:: Source data

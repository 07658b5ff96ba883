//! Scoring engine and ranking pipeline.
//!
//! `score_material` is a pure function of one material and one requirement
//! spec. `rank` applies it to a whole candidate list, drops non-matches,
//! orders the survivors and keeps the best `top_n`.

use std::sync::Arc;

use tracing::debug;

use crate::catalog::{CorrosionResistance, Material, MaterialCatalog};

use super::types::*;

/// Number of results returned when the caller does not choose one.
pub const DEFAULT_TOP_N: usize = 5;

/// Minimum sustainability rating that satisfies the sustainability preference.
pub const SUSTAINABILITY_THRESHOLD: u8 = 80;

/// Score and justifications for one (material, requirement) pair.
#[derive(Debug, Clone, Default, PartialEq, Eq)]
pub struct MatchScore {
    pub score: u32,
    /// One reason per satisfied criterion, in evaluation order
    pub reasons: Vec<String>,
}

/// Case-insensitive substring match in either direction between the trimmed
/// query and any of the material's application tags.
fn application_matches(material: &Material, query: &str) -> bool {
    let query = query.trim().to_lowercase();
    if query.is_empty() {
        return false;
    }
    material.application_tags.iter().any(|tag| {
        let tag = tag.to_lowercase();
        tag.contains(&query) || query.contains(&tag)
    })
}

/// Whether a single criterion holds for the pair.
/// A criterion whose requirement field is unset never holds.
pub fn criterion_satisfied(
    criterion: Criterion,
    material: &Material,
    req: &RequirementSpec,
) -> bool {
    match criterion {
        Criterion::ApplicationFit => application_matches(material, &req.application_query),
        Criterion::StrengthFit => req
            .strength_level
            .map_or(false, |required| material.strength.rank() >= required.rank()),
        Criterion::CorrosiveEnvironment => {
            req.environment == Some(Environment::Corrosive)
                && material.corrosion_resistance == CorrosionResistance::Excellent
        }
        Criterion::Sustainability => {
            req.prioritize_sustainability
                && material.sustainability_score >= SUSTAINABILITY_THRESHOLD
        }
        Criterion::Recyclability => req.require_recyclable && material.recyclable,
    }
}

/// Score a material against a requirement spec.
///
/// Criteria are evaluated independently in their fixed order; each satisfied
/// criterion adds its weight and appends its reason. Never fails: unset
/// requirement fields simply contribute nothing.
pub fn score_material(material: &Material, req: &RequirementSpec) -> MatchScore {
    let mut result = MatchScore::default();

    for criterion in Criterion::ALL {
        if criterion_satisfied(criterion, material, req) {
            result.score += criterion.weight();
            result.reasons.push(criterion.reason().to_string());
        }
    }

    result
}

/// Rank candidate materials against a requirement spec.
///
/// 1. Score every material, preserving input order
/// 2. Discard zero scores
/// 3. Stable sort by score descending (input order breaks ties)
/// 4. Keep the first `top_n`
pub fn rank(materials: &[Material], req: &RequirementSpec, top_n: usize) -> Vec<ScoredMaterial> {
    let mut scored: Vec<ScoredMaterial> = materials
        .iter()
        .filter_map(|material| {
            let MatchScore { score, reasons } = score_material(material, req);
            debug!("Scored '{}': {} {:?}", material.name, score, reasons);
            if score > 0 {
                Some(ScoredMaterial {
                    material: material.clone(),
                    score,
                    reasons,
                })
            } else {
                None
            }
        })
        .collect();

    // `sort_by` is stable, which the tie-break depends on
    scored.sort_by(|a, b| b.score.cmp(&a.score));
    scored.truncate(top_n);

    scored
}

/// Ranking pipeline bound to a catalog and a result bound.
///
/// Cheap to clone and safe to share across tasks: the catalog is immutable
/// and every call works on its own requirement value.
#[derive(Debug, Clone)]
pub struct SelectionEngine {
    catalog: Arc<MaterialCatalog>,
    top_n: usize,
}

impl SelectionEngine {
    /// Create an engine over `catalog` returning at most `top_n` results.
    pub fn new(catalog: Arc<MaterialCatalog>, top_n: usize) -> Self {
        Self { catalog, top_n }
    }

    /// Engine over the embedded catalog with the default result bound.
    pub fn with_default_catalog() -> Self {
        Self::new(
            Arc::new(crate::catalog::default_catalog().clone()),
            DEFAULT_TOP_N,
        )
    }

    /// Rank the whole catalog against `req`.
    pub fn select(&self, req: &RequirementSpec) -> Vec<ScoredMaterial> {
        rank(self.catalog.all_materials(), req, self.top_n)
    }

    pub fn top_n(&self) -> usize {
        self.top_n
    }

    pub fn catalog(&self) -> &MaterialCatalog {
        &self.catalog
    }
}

::::

Your answer should consist of every line from the entries that holds "against".

* **Exercise answer**
/// Score a material against a requirement spec.
/// Rank candidate materials against a requirement spec.
    /// Rank the whole catalog against `req`.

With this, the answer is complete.